Духовный кризис представляет собой все тот же порочный круг: человек в него попадает, потому что не может делать выбор, но чтобы из него выбраться, он должен выбор сделать; он должен сделать то, из-за неумения чего он оказался здесь. Старые условия выбора обесценились, а новые он должен создать сам. Выбор есть выход из неопределенности в одну из определенностей: человеческую или природную. Бог, если его ищут, может обнаружиться или вне человека, в природе, или внутри человека, в нем самом. Людям часто не хочется делать этого выбора, они хотели бы нежиться в древнейшем полубессознательном самоощущении, что Бог везде, и вне, и внутри, кругом. Но это первобытное блаженное состояние, эта психология золотого века Кроноса выходом не является. Земной растительный рай был однажды покинут и значит попытки вернуться в него, даже опираясь на все завоевания науки и цивилизации, обречены на провал: он будет покинут снова и снова, ибо грехопадение человеческого рода не было случайностью, которую можно повторно избежать и обойти, сотворив новую утопию. Все дело в том, что человек есть нечто сложное, и, притворяясь простым, он не решает своих проблем. Эволюция человека необратима, если не считать обратимостью такой радикальный вариант, как ядерный апокалипсис или нечто подобное. Все «возвраты к природе», начиная с классических европейских романтиков и кончая американскими хиппи, были духовно слепыми обольщениями, ведущими в никуда, и реально представляли собой лишь внешнюю реакцию на социальную определенность цивилизации, не меняя ее изнутри, а только призрачно убегая от нее. Но от себя цивилизованного не убежишь, если прежде не обрел себя глубинного, личностного, если не открыл в себе то ядро духа, в котором ты становишься ответственным за глубинный дух самой цивилизации, какой бы дрянной она тебе ни казалась. И потому любой очередной Рембо по-прежнему бежит по сусеку своей индивидуальной Эфиопии в поисках личного благополучия, позволяя цивилизации наблюдать себя как лабораторную мышь, бег которой по замкнутому кругу вожделений подтверждает ей незыблемую правоту ее власти над человеком.

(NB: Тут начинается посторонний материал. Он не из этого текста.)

//! Test fixture creation for the video database and upstream payloads

use super::constants::*;
use anyhow::Result;
use chrono::{DateTime, TimeZone, Utc};
use serde_json::{json, Value};
use std::path::PathBuf;
use tempfile::TempDir;
use ytfetcher_server::video_store::{SqliteVideoStore, VideoItem, VideoStore};

fn video(id: &str, title: &str, description: &str, published_at: DateTime<Utc>) -> VideoItem {
    VideoItem {
        video_id: id.to_string(),
        title: title.to_string(),
        description: description.to_string(),
        published_at,
        thumbnail_url: format!("https://i.ytimg.com/vi/{}/hqdefault.jpg", id),
        video_url: VideoItem::watch_url(id),
    }
}

/// Creates a temporary video database seeded with 5 videos
/// Returns (temp_dir, db_path)
pub fn create_test_db_with_videos() -> Result<(TempDir, PathBuf)> {
    let dir = TempDir::new()?;
    let db_path = dir.path().join("videos.db");

    let store = SqliteVideoStore::new(&db_path)?;
    store.insert_batch(&[
        video(
            VIDEO_1_ID,
            "Cricket World Cup Final Highlights",
            "All the action from the final",
            Utc.with_ymd_and_hms(2024, 6, 1, 10, 0, 0).unwrap(),
        ),
        video(
            VIDEO_2_ID,
            "Test Match Day One",
            "Opening day report",
            Utc.with_ymd_and_hms(2024, 6, 1, 11, 0, 0).unwrap(),
        ),
        video(
            VIDEO_3_ID,
            "cricket training drills",
            "",
            Utc.with_ymd_and_hms(2024, 6, 2, 9, 30, 0).unwrap(),
        ),
        video(
            VIDEO_4_ID,
            "100% Cricket_Stats",
            "Numbers only",
            Utc.with_ymd_and_hms(2024, 6, 3, 0, 0, 0).unwrap(),
        ),
        video(
            VIDEO_5_ID,
            "Football roundup",
            "Weekend goals",
            Utc.with_ymd_and_hms(2024, 6, 3, 0, 0, 0).unwrap(),
        ),
    ])?;

    Ok((dir, db_path))
}

/// Builds one search result item in the shape the upstream API returns
pub fn upstream_item(video_id: &str, title: &str, published_at: &str) -> Value {
    json!({
        "id": { "kind": "youtube#video", "videoId": video_id },
        "snippet": {
            "title": title,
            "description": format!("{} description", title),
            "publishedAt": published_at,
            "thumbnails": {
                "default": { "url": format!("https://i.ytimg.com/vi/{}/default.jpg", video_id) },
                "high": { "url": format!("https://i.ytimg.com/vi/{}/hqdefault.jpg", video_id) }
            }
        }
    })
}
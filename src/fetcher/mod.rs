//! Upstream search: credentials, the HTTP client and credential rotation.

mod client;
mod credentials;
mod models;
mod rotator;

pub use client::{classify_response, UpstreamClient, YouTubeSearchClient};
pub use credentials::{Credential, CredentialSet};
pub use models::{
    CredentialFailure, FetchAttempt, SearchRequest, UPSTREAM_MAX_RESULTS,
};
pub use rotator::{CredentialRotator, FailedCredential, RotationOutcome};

#[cfg(test)]
pub(crate) use rotator::tests::ScriptedUpstream;
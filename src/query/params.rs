use chrono::{DateTime, NaiveDate, NaiveDateTime, Utc};
use serde::Deserialize;
use thiserror::Error;

use crate::video_store::{
    PageRequest, SortField, SortOrder, VideoFilter, VideoSort, MAX_PAGE_SIZE,
};

pub const DEFAULT_PAGE: i64 = 1;
pub const DEFAULT_PAGE_SIZE: i64 = 10;

const NAIVE_FORMATS: [&str; 2] = ["%Y-%m-%dT%H:%M:%S%.f", "%Y-%m-%d %H:%M:%S%.f"];

#[derive(Debug, Clone, Error, PartialEq, Eq)]
pub enum QueryValidationError {
    #[error("page must be >= 1, got {0}")]
    InvalidPage(i64),
    #[error("size must be between 1 and {}, got {0}", MAX_PAGE_SIZE)]
    InvalidPageSize(i64),
    #[error("sort_by must be 'published_at' or 'title', got '{0}'")]
    InvalidSortField(String),
    #[error("sort_order must be 'asc' or 'desc', got '{0}'")]
    InvalidSortOrder(String),
    #[error("{field} is not a valid ISO 8601 timestamp: '{value}'")]
    InvalidTimestamp { field: &'static str, value: String },
    #[error("published_after must not be later than published_before")]
    InvertedDateRange,
    #[error("q must not be empty")]
    EmptySearchTerm,
    #[error("invalid query string: {0}")]
    Malformed(String),
}

/// Query string of `GET /videos` and `GET /videos/count`.
#[derive(Debug, Default, Deserialize)]
pub struct ListVideosParams {
    pub page: Option<i64>,
    pub size: Option<i64>,
    pub search: Option<String>,
    pub published_after: Option<String>,
    pub published_before: Option<String>,
    pub sort_by: Option<String>,
    pub sort_order: Option<String>,
}

/// Query string of `GET /videos/search`.
#[derive(Debug, Default, Deserialize)]
pub struct SearchVideosParams {
    pub q: Option<String>,
    pub page: Option<i64>,
    pub size: Option<i64>,
    pub sort_by: Option<String>,
    pub sort_order: Option<String>,
}

/// A fully validated store query.
#[derive(Debug, Clone, PartialEq, Eq)]
pub struct VideoQuery {
    pub filter: VideoFilter,
    pub sort: VideoSort,
    pub page: PageRequest,
}

pub fn parse_page(page: Option<i64>, size: Option<i64>) -> Result<PageRequest, QueryValidationError> {
    let page = page.unwrap_or(DEFAULT_PAGE);
    let size = size.unwrap_or(DEFAULT_PAGE_SIZE);
    let page_u32 = u32::try_from(page).map_err(|_| QueryValidationError::InvalidPage(page))?;
    let size_u32 = u32::try_from(size).map_err(|_| QueryValidationError::InvalidPageSize(size))?;
    if page_u32 == 0 {
        return Err(QueryValidationError::InvalidPage(page));
    }
    PageRequest::new(page_u32, size_u32).ok_or(QueryValidationError::InvalidPageSize(size))
}

pub fn parse_sort(
    sort_by: Option<&str>,
    sort_order: Option<&str>,
) -> Result<VideoSort, QueryValidationError> {
    let field = match sort_by {
        None | Some("published_at") => SortField::PublishedAt,
        Some("title") => SortField::Title,
        Some(other) => return Err(QueryValidationError::InvalidSortField(other.to_string())),
    };
    let order = match sort_order {
        None | Some("desc") => SortOrder::Desc,
        Some("asc") => SortOrder::Asc,
        Some(other) => return Err(QueryValidationError::InvalidSortOrder(other.to_string())),
    };
    Ok(VideoSort { field, order })
}

/// Accepts RFC 3339, or a naive date-time / date taken as UTC.
pub fn parse_timestamp(
    field: &'static str,
    value: &str,
) -> Result<DateTime<Utc>, QueryValidationError> {
    let value = value.trim();
    if let Ok(t) = DateTime::parse_from_rfc3339(value) {
        return Ok(t.with_timezone(&Utc));
    }
    for format in NAIVE_FORMATS {
        if let Ok(t) = NaiveDateTime::parse_from_str(value, format) {
            return Ok(t.and_utc());
        }
    }
    if let Ok(date) = NaiveDate::parse_from_str(value, "%Y-%m-%d") {
        if let Some(t) = date.and_hms_opt(0, 0, 0) {
            return Ok(t.and_utc());
        }
    }
    Err(QueryValidationError::InvalidTimestamp {
        field,
        value: value.to_string(),
    })
}

fn parse_optional_timestamp(
    field: &'static str,
    value: Option<&str>,
) -> Result<Option<DateTime<Utc>>, QueryValidationError> {
    value
        .filter(|v| !v.trim().is_empty())
        .map(|v| parse_timestamp(field, v))
        .transpose()
}

impl ListVideosParams {
    pub fn to_filter(&self) -> Result<VideoFilter, QueryValidationError> {
        let published_after =
            parse_optional_timestamp("published_after", self.published_after.as_deref())?;
        let published_before =
            parse_optional_timestamp("published_before", self.published_before.as_deref())?;
        if let (Some(after), Some(before)) = (published_after, published_before) {
            if after > before {
                return Err(QueryValidationError::InvertedDateRange);
            }
        }
        Ok(VideoFilter {
            search: self.search.clone().filter(|s| !s.is_empty()),
            published_after,
            published_before,
        })
    }

    pub fn to_query(&self) -> Result<VideoQuery, QueryValidationError> {
        Ok(VideoQuery {
            page: parse_page(self.page, self.size)?,
            sort: parse_sort(self.sort_by.as_deref(), self.sort_order.as_deref())?,
            filter: self.to_filter()?,
        })
    }
}

impl SearchVideosParams {
    pub fn to_query(&self) -> Result<VideoQuery, QueryValidationError> {
        let term = self
            .q
            .clone()
            .filter(|q| !q.is_empty())
            .ok_or(QueryValidationError::EmptySearchTerm)?;
        Ok(VideoQuery {
            page: parse_page(self.page, self.size)?,
            sort: parse_sort(self.sort_by.as_deref(), self.sort_order.as_deref())?,
            filter: VideoFilter {
                search: Some(term),
                ..Default::default()
            },
        })
    }
}
use anyhow::{Context, Result};
use serde::Deserialize;
use std::path::Path;

#[derive(Debug, Deserialize, Default)]
#[serde(default)]
pub struct FileConfig {
    // Core settings (can override CLI)
    pub db_path: Option<String>,
    pub port: Option<u16>,
    pub metrics_port: Option<u16>,
    pub logging_level: Option<String>,

    pub fetcher: Option<FetcherConfig>,
}

#[derive(Debug, Deserialize, Default, Clone)]
#[serde(default)]
pub struct FetcherConfig {
    pub search_query: Option<String>,
    pub fetch_interval_sec: Option<u64>,
    pub cooldown_interval_sec: Option<u64>,
    pub max_results: Option<u32>,
    pub lookback_minutes: Option<u64>,
    pub api_keys: Option<Vec<String>>,
    pub upstream_base_url: Option<String>,
    pub upstream_timeout_sec: Option<u64>,
}

impl FileConfig {
    pub fn load(path: &Path) -> Result<Self> {
        let content = std::fs::read_to_string(path)
            .with_context(|| format!("Failed to read config file: {:?}", path))?;
        toml::from_str(&content).with_context(|| format!("Failed to parse config file: {:?}", path))
    }
}
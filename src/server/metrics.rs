use axum::{http::StatusCode, response::IntoResponse, routing::get, Router};
use chrono::{DateTime, Utc};
use lazy_static::lazy_static;
use prometheus::{
    CounterVec, Encoder, Gauge, HistogramOpts, HistogramVec, IntCounterVec, Opts, Registry,
    TextEncoder,
};
use std::time::Duration;
use tokio_util::sync::CancellationToken;

use crate::ingestion::CycleReport;

/// Metric name prefix for all fetcher metrics
const PREFIX: &str = "ytfetcher";

lazy_static! {
    // Global Prometheus registry
    pub static ref REGISTRY: Registry = Registry::new();

    // HTTP Request Metrics
    pub static ref HTTP_REQUESTS_TOTAL: CounterVec = CounterVec::new(
        Opts::new(format!("{PREFIX}_http_requests_total"), "Total number of HTTP requests"),
        &["method", "path", "status"]
    ).expect("Failed to create http_requests_total metric");

    pub static ref HTTP_REQUEST_DURATION_SECONDS: HistogramVec = HistogramVec::new(
        HistogramOpts::new(
            format!("{PREFIX}_http_request_duration_seconds"),
            "HTTP request duration in seconds"
        )
        .buckets(vec![0.001, 0.01, 0.05, 0.1, 0.5, 1.0, 2.0, 5.0, 10.0]),
        &["method", "path"]
    ).expect("Failed to create http_request_duration_seconds metric");

    // Ingestion Metrics
    pub static ref INGESTION_CYCLES_TOTAL: IntCounterVec = IntCounterVec::new(
        Opts::new(format!("{PREFIX}_ingestion_cycles_total"), "Ingestion cycles by outcome"),
        &["outcome"]
    ).expect("Failed to create ingestion_cycles_total metric");

    pub static ref CREDENTIAL_FAILURES_TOTAL: IntCounterVec = IntCounterVec::new(
        Opts::new(
            format!("{PREFIX}_credential_failures_total"),
            "Upstream calls that failed, by failure category"
        ),
        &["category"]
    ).expect("Failed to create credential_failures_total metric");

    pub static ref VIDEOS_INGESTED_TOTAL: IntCounterVec = IntCounterVec::new(
        Opts::new(
            format!("{PREFIX}_videos_ingested_total"),
            "Upstream items processed, by result"
        ),
        &["result"]
    ).expect("Failed to create videos_ingested_total metric");

    pub static ref WATERMARK_TIMESTAMP_SECONDS: Gauge = Gauge::new(
        format!("{PREFIX}_watermark_timestamp_seconds"),
        "Current ingestion watermark as a unix timestamp"
    ).expect("Failed to create watermark_timestamp_seconds metric");
}

/// Initialize all metrics and register them with the Prometheus registry
pub fn init_metrics() {
    // Register all metrics - ignore errors if already registered (for tests)
    let _ = REGISTRY.register(Box::new(HTTP_REQUESTS_TOTAL.clone()));
    let _ = REGISTRY.register(Box::new(HTTP_REQUEST_DURATION_SECONDS.clone()));
    let _ = REGISTRY.register(Box::new(INGESTION_CYCLES_TOTAL.clone()));
    let _ = REGISTRY.register(Box::new(CREDENTIAL_FAILURES_TOTAL.clone()));
    let _ = REGISTRY.register(Box::new(VIDEOS_INGESTED_TOTAL.clone()));
    let _ = REGISTRY.register(Box::new(WATERMARK_TIMESTAMP_SECONDS.clone()));

    tracing::info!("Metrics system initialized successfully");
}

/// Record an HTTP request
pub fn record_http_request(method: &str, path: &str, status: u16, duration: Duration) {
    HTTP_REQUESTS_TOTAL
        .with_label_values(&[method, path, &status.to_string()])
        .inc();

    HTTP_REQUEST_DURATION_SECONDS
        .with_label_values(&[method, path])
        .observe(duration.as_secs_f64());
}

pub fn record_credential_failure(category: &str) {
    CREDENTIAL_FAILURES_TOTAL
        .with_label_values(&[category])
        .inc();
}

pub fn set_watermark(watermark: DateTime<Utc>) {
    WATERMARK_TIMESTAMP_SECONDS.set(watermark.timestamp() as f64);
}

/// Record the outcome and item counts of one ingestion cycle
pub fn record_cycle(report: &CycleReport) {
    INGESTION_CYCLES_TOTAL
        .with_label_values(&[report.outcome.as_str()])
        .inc();

    for (result, count) in [
        ("inserted", report.inserted),
        ("skipped", report.skipped),
        ("malformed", report.malformed.len()),
    ] {
        if count > 0 {
            VIDEOS_INGESTED_TOTAL
                .with_label_values(&[result])
                .inc_by(count as u64);
        }
    }

    set_watermark(report.watermark_after);
}

pub async fn metrics_handler() -> impl IntoResponse {
    let encoder = TextEncoder::new();
    let metric_families = REGISTRY.gather();

    let mut buffer = vec![];
    match encoder.encode(&metric_families, &mut buffer) {
        Ok(()) => {
            let response = String::from_utf8(buffer).unwrap_or_else(|_| String::from(""));
            (StatusCode::OK, response)
        }
        Err(e) => {
            tracing::error!("Failed to encode metrics: {}", e);
            (
                StatusCode::INTERNAL_SERVER_ERROR,
                format!("Failed to encode metrics: {}", e),
            )
        }
    }
}

/// Serves `/metrics` for Prometheus scraping until `shutdown` is cancelled.
pub async fn run_metrics_server(port: u16, shutdown: CancellationToken) -> anyhow::Result<()> {
    let app = Router::new().route("/metrics", get(metrics_handler));
    let listener = tokio::net::TcpListener::bind(format!("0.0.0.0:{}", port)).await?;
    axum::serve(listener, app)
        .with_graceful_shutdown(shutdown.cancelled_owned())
        .await?;
    Ok(())
}
//! HTTP client for end-to-end tests
//!
//! This module provides a high-level HTTP client that wraps reqwest
//! and provides methods for all video query endpoints.
//!
//! When API routes or request formats change, update only this file.

use super::constants::*;
use reqwest::Response;
use std::time::Duration;

/// HTTP test client for the read-only query API
pub struct TestClient {
    /// The underlying reqwest client (public for custom requests in tests)
    pub client: reqwest::Client,
    /// The base URL of the test server
    pub base_url: String,
}

impl TestClient {
    pub fn new(base_url: String) -> Self {
        let client = reqwest::Client::builder()
            .timeout(Duration::from_secs(REQUEST_TIMEOUT_SECS))
            .build()
            .expect("Failed to build reqwest client");

        Self { client, base_url }
    }

    async fn get(&self, path: &str, query: &[(&str, &str)]) -> Response {
        self.client
            .get(format!("{}{}", self.base_url, path))
            .query(query)
            .send()
            .await
            .expect("Request failed")
    }

    // ========================================================================
    // Server Endpoints
    // ========================================================================

    /// GET / - Uptime, build hash and stored video count
    pub async fn get_home(&self) -> Response {
        self.get("/", &[]).await
    }

    /// GET /config - Public fetcher configuration
    pub async fn get_config(&self) -> Response {
        self.get("/config", &[]).await
    }

    // ========================================================================
    // Video Endpoints
    // ========================================================================

    /// GET /videos - Filtered, sorted, paginated listing
    pub async fn list_videos(&self, query: &[(&str, &str)]) -> Response {
        self.get("/videos", query).await
    }

    /// GET /videos/search - Listing restricted by a required search term
    pub async fn search_videos(&self, query: &[(&str, &str)]) -> Response {
        self.get("/videos/search", query).await
    }

    /// GET /videos/count - Number of videos matching the filters
    pub async fn count_videos(&self, query: &[(&str, &str)]) -> Response {
        self.get("/videos/count", query).await
    }
}
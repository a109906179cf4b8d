//! Continuous ingestion of upstream search results.
//!
//! Each cycle fetches everything published after the [`Watermark`], stages the
//! videos not yet stored, commits them in one transaction and only then moves the
//! watermark forward.

mod batch;
mod ingestion_loop;
mod watermark;

pub use batch::{parse_item, prepare_batch, ItemMalformed, MalformedItem, PreparedBatch};
pub use ingestion_loop::{
    CycleOutcome, CycleReport, IngestionLoop, IngestionSettings, LoopState,
};
pub use watermark::Watermark;
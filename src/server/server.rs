use anyhow::{Context, Result};
use std::sync::Arc;
use std::time::Duration;

use axum::{
    extract::State,
    middleware,
    response::{IntoResponse, Response},
    routing::get,
    Json, Router,
};
use serde::Serialize;
use tokio_util::sync::CancellationToken;
use tracing::info;

use super::state::{GuardedVideoStore, ServerState};
use super::videos::make_video_routes;
use super::{log_requests, ServerConfig};
use crate::config::FetcherSummary;
use crate::query::{ListVideosParams, QueryError};

#[derive(Serialize)]
struct ServerStats {
    pub uptime: String,
    pub hash: String,
    pub videos_count: u64,
}

fn format_uptime(duration: Duration) -> String {
    let total_seconds = duration.as_secs();

    let days = total_seconds / 86_400;
    let hours = (total_seconds % 86_400) / 3600;
    let minutes = (total_seconds % 3600) / 60;
    let seconds = total_seconds % 60;

    format!("{}d {:02}:{:02}:{:02}", days, hours, minutes, seconds)
}

async fn home(State(state): State<ServerState>) -> Result<Response, QueryError> {
    let count = state.query_service.count(&ListVideosParams::default())?;
    let stats = ServerStats {
        uptime: format_uptime(state.start_time.elapsed()),
        hash: state.hash.clone(),
        videos_count: count.total_count,
    };
    Ok(Json(stats).into_response())
}

async fn get_config(State(summary): State<Arc<FetcherSummary>>) -> Json<FetcherSummary> {
    Json(summary.as_ref().clone())
}

pub fn make_app(
    config: ServerConfig,
    video_store: GuardedVideoStore,
    fetcher_summary: FetcherSummary,
) -> Router {
    let state = ServerState::new(config, video_store, fetcher_summary);

    let home_router: Router = Router::new()
        .route("/", get(home))
        .route("/config", get(get_config))
        .with_state(state.clone());

    home_router
        .merge(make_video_routes(state.clone()))
        .layer(middleware::from_fn_with_state(state, log_requests))
}

pub async fn run_server(
    config: ServerConfig,
    video_store: GuardedVideoStore,
    fetcher_summary: FetcherSummary,
    shutdown: CancellationToken,
) -> Result<()> {
    let port = config.port;
    let app = make_app(config, video_store, fetcher_summary);

    let listener = tokio::net::TcpListener::bind(format!("0.0.0.0:{}", port))
        .await
        .with_context(|| format!("Failed to bind port {}", port))?;
    info!("Ready to serve at port {}!", port);

    axum::serve(listener, app)
        .with_graceful_shutdown(shutdown.cancelled_owned())
        .await?;
    Ok(())
}
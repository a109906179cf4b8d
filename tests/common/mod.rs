//! Common test infrastructure
//!
//! This module provides all the infrastructure needed for end-to-end tests.
//! Tests should only import from this module, not from internal submodules.
//!
//! # Example
//!
//! ```no_run
//! mod common;
//! use common::{TestServer, TestClient, SEEDED_VIDEOS_COUNT};
//! use reqwest::StatusCode;
//!
//! #[tokio::test]
//! async fn test_count_videos() {
//!     let server = TestServer::spawn().await;
//!     let client = TestClient::new(server.base_url.clone());
//!
//!     let response = client.count_videos(&[]).await;
//!     assert_eq!(response.status(), StatusCode::OK);
//! }
//! ```

mod client;
mod constants;
mod fixtures;
mod server;
mod upstream;

// Public API - this is what tests import
pub use client::TestClient;
pub use constants::*;
pub use server::TestServer;
#[allow(unused_imports)]
pub use upstream::FakeUpstream;

// Keep fixtures internal - only accessed via TestServer::spawn()
#[allow(unused_imports)]
pub(crate) use fixtures::{create_test_db_with_videos, upstream_item};
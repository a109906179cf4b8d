pub mod config;
mod http_layers;
pub mod metrics;
pub mod server;
pub mod state;
mod videos;

pub use config::ServerConfig;
pub use http_layers::*;
#[allow(unused_imports)] // Used by main.rs
pub use server::{make_app, run_server};
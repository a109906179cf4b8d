//! Turns a raw upstream batch into storable videos.

use anyhow::Result;
use chrono::{DateTime, Utc};
use serde::Deserialize;
use serde_json::Value;
use std::collections::{HashMap, HashSet};
use thiserror::Error;

use crate::video_store::{VideoItem, VideoStore};

/// Thumbnail variants from best to worst.
const THUMBNAIL_PREFERENCE: [&str; 4] = ["maxres", "high", "medium", "default"];

#[derive(Debug, Clone, Error, PartialEq, Eq)]
pub enum ItemMalformed {
    #[error("missing required field `{0}`")]
    MissingField(&'static str),
    #[error("invalid publishedAt `{value}`: {reason}")]
    InvalidTimestamp { value: String, reason: String },
    #[error("unexpected item shape: {0}")]
    InvalidShape(String),
}

#[derive(Debug, Clone, PartialEq, Eq)]
pub struct MalformedItem {
    /// Position of the item in the upstream response.
    pub position: usize,
    pub video_id: Option<String>,
    pub reason: ItemMalformed,
}

#[derive(Debug, Default)]
pub struct PreparedBatch {
    /// New videos in upstream order, ready for a single transactional insert.
    pub staged: Vec<VideoItem>,
    /// Items already stored or repeated earlier in the same batch.
    pub skipped: usize,
    pub malformed: Vec<MalformedItem>,
    /// Latest parseable `publishedAt` across every returned item, staged or not.
    pub max_published_at: Option<DateTime<Utc>>,
}

#[derive(Deserialize)]
struct RawItem {
    id: Option<RawId>,
    snippet: Option<RawSnippet>,
}

#[derive(Deserialize)]
struct RawId {
    #[serde(rename = "videoId")]
    video_id: Option<String>,
}

#[derive(Deserialize)]
struct RawSnippet {
    #[serde(rename = "publishedAt")]
    published_at: Option<String>,
    title: Option<String>,
    description: Option<String>,
    thumbnails: Option<HashMap<String, RawThumbnail>>,
}

#[derive(Deserialize)]
struct RawThumbnail {
    url: Option<String>,
}

fn parse_timestamp(value: &str) -> Result<DateTime<Utc>, ItemMalformed> {
    DateTime::parse_from_rfc3339(value)
        .map(|t| t.with_timezone(&Utc))
        .map_err(|e| ItemMalformed::InvalidTimestamp {
            value: value.to_string(),
            reason: e.to_string(),
        })
}

/// Best available thumbnail URL, or empty when no known variant is present.
fn select_thumbnail(thumbnails: &HashMap<String, RawThumbnail>) -> String {
    THUMBNAIL_PREFERENCE
        .iter()
        .find_map(|quality| thumbnails.get(*quality))
        .and_then(|thumbnail| thumbnail.url.clone())
        .unwrap_or_default()
}

fn raw_video_id(value: &Value) -> Option<String> {
    value
        .get("id")?
        .get("videoId")?
        .as_str()
        .map(str::to_string)
}

fn raw_published_at(value: &Value) -> Option<DateTime<Utc>> {
    let published_at = value.get("snippet")?.get("publishedAt")?.as_str()?;
    parse_timestamp(published_at).ok()
}

/// Builds a [`VideoItem`] from one upstream search result.
pub fn parse_item(value: &Value) -> Result<VideoItem, ItemMalformed> {
    let raw = RawItem::deserialize(value).map_err(|e| ItemMalformed::InvalidShape(e.to_string()))?;

    let video_id = raw
        .id
        .and_then(|id| id.video_id)
        .filter(|id| !id.is_empty())
        .ok_or(ItemMalformed::MissingField("id.videoId"))?;
    let snippet = raw.snippet.ok_or(ItemMalformed::MissingField("snippet"))?;
    let published_at = snippet
        .published_at
        .as_deref()
        .ok_or(ItemMalformed::MissingField("snippet.publishedAt"))
        .and_then(parse_timestamp)?;

    Ok(VideoItem {
        video_url: VideoItem::watch_url(&video_id),
        video_id,
        title: snippet.title.unwrap_or_default(),
        description: snippet.description.unwrap_or_default(),
        published_at,
        thumbnail_url: snippet
            .thumbnails
            .as_ref()
            .map(select_thumbnail)
            .unwrap_or_default(),
    })
}

/// Parses, deduplicates and stages `items`. A malformed item is recorded and skipped
/// without affecting the rest. Errors only when the store cannot be read.
pub fn prepare_batch(items: &[Value], store: &dyn VideoStore) -> Result<PreparedBatch> {
    let mut batch = PreparedBatch::default();
    let mut seen = HashSet::new();

    for (position, value) in items.iter().enumerate() {
        if let Some(published_at) = raw_published_at(value) {
            batch.max_published_at = batch.max_published_at.max(Some(published_at));
        }

        let item = match parse_item(value) {
            Ok(item) => item,
            Err(reason) => {
                batch.malformed.push(MalformedItem {
                    position,
                    video_id: raw_video_id(value),
                    reason,
                });
                continue;
            }
        };

        if !seen.insert(item.video_id.clone()) || store.contains(&item.video_id)? {
            batch.skipped += 1;
            continue;
        }
        batch.staged.push(item);
    }

    Ok(batch)
}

Итак, человечество, погруженное в кризис духа, склоняется к тому, чтобы пребывать в нем как в неопределенности, из которой порой можно делать ленивый шаг в сторону природы, как бы нашаривая Бога тут же, в тумане дружелюбного Хаоса, не требующего напряжений и усилий. Все под рукой. Не создавать порядок из хаоса, как еще недавно мечтали ученые, а просто ткнуться в болоте носом в тот лотос, лепестки которого уже кем-то-чем-то, – главное, не нами! – упорядочены. И сладко потянуться. Зевнуть. И заснуть.
И увидеть сон о будущем, которого не будет.